Adjusting the model or decision threshold can increase precision but lower recall, or vice versa. Understanding this helps choose the right balance for your task.

What good vs bad metric values look like

Good CNN model for image classification:

Accuracy above 90% on balanced test data
Precision and recall above 85% for all major classes
Confusion matrix shows most predictions on the diagonal (correct class)

Bad CNN model:

Accuracy below 70%
Precision or recall very low (<50%) for some classes
Confusion matrix shows many off-diagonal errors (wrong predictions)

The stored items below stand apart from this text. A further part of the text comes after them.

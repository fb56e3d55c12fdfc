use std::sync::atomic::{AtomicBool, Ordering};
use std::sync::mpsc::RecvTimeoutError;
use std::sync::Arc;

use pipehub_engine::{ConnectionId, IpcServer, ServerConfig, ServerHandler};
use tracing::{debug, info, warn};

use crate::cmd::{install_ctrlc_handler, runtime, spawn_stdin_reader, ServeArgs, POLL_INTERVAL};
use crate::exit::{engine_error, CliResult, SUCCESS};
use crate::output::{print_event, EventRecord, OutputFormat};

/// Per-connection counters carried as the engine's application state.
#[derive(Debug, Default, Clone, Copy, PartialEq, Eq)]
pub struct ConnectionStats {
    pub messages: u64,
    pub bytes: u64,
}

/// Prints every server event in the selected format.
pub struct PrintingHandler {
    format: OutputFormat,
}

impl PrintingHandler {
    pub fn new(format: OutputFormat) -> Self {
        Self { format }
    }
}

impl ServerHandler for PrintingHandler {
    type State = ConnectionStats;

    fn on_connected(&self, id: ConnectionId) -> ConnectionStats {
        print_event(&EventRecord::connected(Some(id)), self.format);
        ConnectionStats::default()
    }

    fn on_message(&self, id: ConnectionId, payload: &[u8], state: &mut ConnectionStats) {
        state.messages += 1;
        state.bytes += payload.len() as u64;
        print_event(&EventRecord::message(Some(id), payload), self.format);
    }

    fn on_disconnected(&self, id: ConnectionId, state: ConnectionStats) {
        debug!(%id, messages = state.messages, bytes = state.bytes, "connection totals");
        print_event(
            &EventRecord::disconnected(Some(id), Some(state.messages)),
            self.format,
        );
    }
}

pub fn run(args: ServeArgs, format: OutputFormat) -> CliResult<i32> {
    let runtime = runtime()?;
    let config = ServerConfig::new(args.name)
        .with_instances(args.instances)
        .with_buffer_size(args.buffer_size);
    let server = IpcServer::with_runtime(
        runtime.handle().clone(),
        config,
        PrintingHandler::new(format),
    );
    server
        .start()
        .map_err(|err| engine_error("start failed", err))?;

    let running = Arc::new(AtomicBool::new(true));
    install_ctrlc_handler(running.clone())?;

    let lines = (!args.ignore_stdin).then(spawn_stdin_reader);
    while running.load(Ordering::SeqCst) {
        let Some(lines) = &lines else {
            std::thread::sleep(POLL_INTERVAL);
            continue;
        };
        match lines.recv_timeout(POLL_INTERVAL) {
            Ok(line) => broadcast_line(&server, line),
            Err(RecvTimeoutError::Timeout) => {}
            Err(RecvTimeoutError::Disconnected) => {
                info!("stdin closed");
                break;
            }
        }
    }

    server.stop_blocking();
    Ok(SUCCESS)
}

fn broadcast_line(server: &IpcServer<PrintingHandler>, line: String) {
    match server.broadcast(line) {
        Ok(true) => debug!(clients = server.connection_count(), "broadcast line"),
        Ok(false) => warn!("no clients connected; line dropped"),
        Err(err) => warn!(error = %err, "broadcast failed"),
    }
}

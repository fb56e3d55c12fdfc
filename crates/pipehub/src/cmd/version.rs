use pipehub_transport::TransmissionMode;

use crate::cmd::VersionArgs;
use crate::exit::{CliResult, SUCCESS};

pub fn run(args: VersionArgs) -> CliResult<i32> {
    if !args.extended {
        println!("pipehub {}", env!("CARGO_PKG_VERSION"));
        return Ok(SUCCESS);
    }

    println!("name: pipehub");
    println!("version: {}", env!("CARGO_PKG_VERSION"));
    println!(
        "target: {}",
        option_env!("PIPEHUB_BUILD_TARGET").unwrap_or("unknown")
    );
    println!("target_os: {}", std::env::consts::OS);
    println!("target_arch: {}", std::env::consts::ARCH);
    println!(
        "rustc: {}",
        option_env!("RUSTC_VERSION").unwrap_or("unknown")
    );
    println!("git_hash: {}", option_env!("GIT_HASH").unwrap_or("unknown"));
    println!("transmission_mode: {}", TransmissionMode::native());
    println!(
        "features: engine={}, cli=true",
        cfg!(feature = "engine")
    );

    Ok(SUCCESS)
}
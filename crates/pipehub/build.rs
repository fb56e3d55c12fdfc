fn main() {
    if let Ok(target) = std::env::var("TARGET") {
        println!("cargo:rustc-env=PIPEHUB_BUILD_TARGET={target}");
    }
    println!("cargo:rerun-if-env-changed=TARGET");
}
//! Echo server: every message goes back to the connection that sent it.
//!
//! Run with:
//!   cargo run --example echo-server -- pipehub-echo
//!
//! In another terminal:
//!   cargo run --features cli -- connect pipehub-echo --data hello --count 1

use pipehub::engine::{event, IpcServer, PipeName, ServerConfig, ServerEvent};

#[tokio::main]
async fn main() -> Result<(), Box<dyn std::error::Error>> {
    let name = std::env::args()
        .nth(1)
        .unwrap_or_else(|| "pipehub-echo".to_string());
    let config = ServerConfig::new(PipeName::new(name)?).with_instances(4);

    let (sender, mut events) = event::channel::<ServerEvent>();
    let server = IpcServer::new(config, sender);
    server.start()?;
    if let Some(endpoint) = server.endpoint() {
        eprintln!(
            "Listening on {} ({} mode)",
            endpoint.display(),
            server.transmission_mode()
        );
    }

    loop {
        tokio::select! {
            _ = tokio::signal::ctrl_c() => break,
            event = events.recv() => match event {
                Some(ServerEvent::Connected(id)) => eprintln!("Connection {id} opened"),
                Some(ServerEvent::Message(id, payload)) => {
                    eprintln!("Echoing {} bytes to {id}", payload.len());
                    server.send_to(id, payload)?;
                }
                Some(ServerEvent::Disconnected(id)) => eprintln!("Connection {id} closed"),
                None => break,
            },
        }
    }

    server.stop().await;
    Ok(())
}
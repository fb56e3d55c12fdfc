use std::sync::atomic::{AtomicBool, Ordering};
use std::sync::mpsc::TryRecvError;
use std::sync::Arc;

use pipehub_engine::{event, ClientConfig, ClientEvent, EventSender, IpcClient};
use tracing::{debug, warn};

use crate::cmd::{
    install_ctrlc_handler, parse_duration, runtime, spawn_stdin_reader, ConnectArgs,
    POLL_INTERVAL,
};
use crate::exit::{engine_error, CliResult, FAILURE, SUCCESS};
use crate::output::{print_event, EventRecord, OutputFormat};

type Client = IpcClient<EventSender<ClientEvent>>;

pub fn run(args: ConnectArgs, format: OutputFormat) -> CliResult<i32> {
    let timeout = parse_duration(&args.timeout)?;
    let runtime = runtime()?;

    let config = ClientConfig::new(args.name)
        .with_connect_timeout(timeout)
        .with_buffer_size(args.buffer_size);
    let (sender, mut events) = event::channel::<ClientEvent>();
    let client = IpcClient::with_runtime(runtime.handle().clone(), config, sender);
    client
        .connect_blocking()
        .map_err(|err| engine_error("connect failed", err))?;

    let running = Arc::new(AtomicBool::new(true));
    install_ctrlc_handler(running.clone())?;

    // With --data the payloads are the whole input; otherwise stdin is.
    let mut lines = args.data.is_empty().then(spawn_stdin_reader);
    for data in args.data {
        send(&client, data)?;
    }

    let mut received = 0usize;
    while running.load(Ordering::SeqCst) {
        match runtime.block_on(tokio::time::timeout(POLL_INTERVAL, events.recv())) {
            Ok(Some(ClientEvent::Connected)) => {
                print_event(&EventRecord::connected(None), format);
            }
            Ok(Some(ClientEvent::Message(payload))) => {
                print_event(&EventRecord::message(None, &payload), format);
                received += 1;
            }
            Ok(Some(ClientEvent::Disconnected)) | Ok(None) => {
                print_event(&EventRecord::disconnected(None, None), format);
                let satisfied = args.count.is_none_or(|count| received >= count);
                return Ok(if satisfied { SUCCESS } else { FAILURE });
            }
            Err(_) => {}
        }

        if let Some(count) = args.count {
            if received >= count {
                break;
            }
        }

        let mut input_done = lines.is_none();
        if let Some(rx) = &lines {
            loop {
                match rx.try_recv() {
                    Ok(line) => send(&client, line)?,
                    Err(TryRecvError::Empty) => break,
                    Err(TryRecvError::Disconnected) => {
                        debug!("stdin closed");
                        input_done = true;
                        break;
                    }
                }
            }
        }
        if input_done {
            lines = None;
            if args.count.is_none() {
                break;
            }
        }
    }

    runtime.block_on(client.flush());
    client.stop();
    Ok(SUCCESS)
}

fn send(client: &Client, payload: String) -> CliResult<()> {
    if payload.is_empty() {
        debug!("skipping empty payload");
        return Ok(());
    }
    let sent = client
        .send(payload)
        .map_err(|err| engine_error("send failed", err))?;
    if !sent {
        warn!("not connected; payload dropped");
    }
    Ok(())
}
//! Minimal HTTP/1.1 server serving fixed bodies by path, for integration
//! tests. Each path can be told to fail its first N requests with a 503 to
//! exercise the retry path.

use std::collections::HashMap;
use std::io::{Read, Write};
use std::net::TcpListener;
use std::sync::atomic::{AtomicU32, Ordering};
use std::sync::Arc;
use std::thread;

struct Route {
    body: Vec<u8>,
    /// Remaining requests to fail with 503 before serving the body.
    fail_remaining: AtomicU32,
}

#[derive(Default)]
pub struct StreamServerBuilder {
    routes: HashMap<String, Route>,
}

impl StreamServerBuilder {
    pub fn new() -> Self {
        Self::default()
    }

    /// Serve `body` at `path` (e.g. "/v.mp4").
    pub fn route(mut self, path: &str, body: Vec<u8>) -> Self {
        self.routes.insert(
            path.to_string(),
            Route {
                body,
                fail_remaining: AtomicU32::new(0),
            },
        );
        self
    }

    /// Serve `body` at `path`, failing the first `failures` requests with 503.
    pub fn flaky_route(mut self, path: &str, body: Vec<u8>, failures: u32) -> Self {
        self.routes.insert(
            path.to_string(),
            Route {
                body,
                fail_remaining: AtomicU32::new(failures),
            },
        );
        self
    }

    /// Start the server in a background thread; returns the base URL without
    /// a trailing slash. The server runs until the process exits.
    pub fn start(self) -> String {
        let listener = TcpListener::bind("127.0.0.1:0").expect("bind");
        let port = listener.local_addr().unwrap().port();
        let routes = Arc::new(self.routes);
        thread::spawn(move || {
            for stream in listener.incoming().flatten() {
                let routes = Arc::clone(&routes);
                thread::spawn(move || handle(stream, &routes));
            }
        });
        format!("http://127.0.0.1:{}", port)
    }
}

fn handle(mut stream: std::net::TcpStream, routes: &HashMap<String, Route>) {
    let _ = stream.set_read_timeout(Some(std::time::Duration::from_secs(2)));
    let _ = stream.set_write_timeout(Some(std::time::Duration::from_secs(2)));
    let mut buf = [0u8; 8192];
    let n = match stream.read(&mut buf) {
        Ok(0) => return,
        Ok(n) => n,
        Err(_) => return,
    };
    let request = match std::str::from_utf8(&buf[..n]) {
        Ok(s) => s,
        Err(_) => return,
    };
    let path = request
        .lines()
        .next()
        .and_then(|line| line.split_whitespace().nth(1))
        .unwrap_or("/");

    let Some(route) = routes.get(path) else {
        let _ = stream.write_all(b"HTTP/1.1 404 Not Found\r\nContent-Length: 0\r\n\r\n");
        return;
    };

    let remaining = route.fail_remaining.load(Ordering::SeqCst);
    if remaining > 0
        && route
            .fail_remaining
            .compare_exchange(remaining, remaining - 1, Ordering::SeqCst, Ordering::SeqCst)
            .is_ok()
    {
        let _ = stream.write_all(b"HTTP/1.1 503 Service Unavailable\r\nContent-Length: 0\r\n\r\n");
        return;
    }

    let header = format!(
        "HTTP/1.1 200 OK\r\nContent-Length: {}\r\n\r\n",
        route.body.len()
    );
    let _ = stream.write_all(header.as_bytes());
    let _ = stream.write_all(&route.body);
}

Common pitfalls in CNN metrics

Accuracy paradox: High accuracy but poor performance on rare classes.
Data leakage: Test images accidentally appear in training, inflating metrics.
Overfitting: Very high training accuracy but low test accuracy.
Ignoring class imbalance: Metrics averaged over all classes can hide poor results on small classes.

Self-check question

Your CNN model for image classification has 98% accuracy but only 12% recall on a rare class. Is it good for production?

Answer: No. The model misses most images of the rare class (low recall), which can be critical depending on the use case. High overall accuracy hides this problem. You should improve recall for that class before production.

Key Result

Accuracy is key for overall performance, but precision and recall per class reveal true model quality in image classification.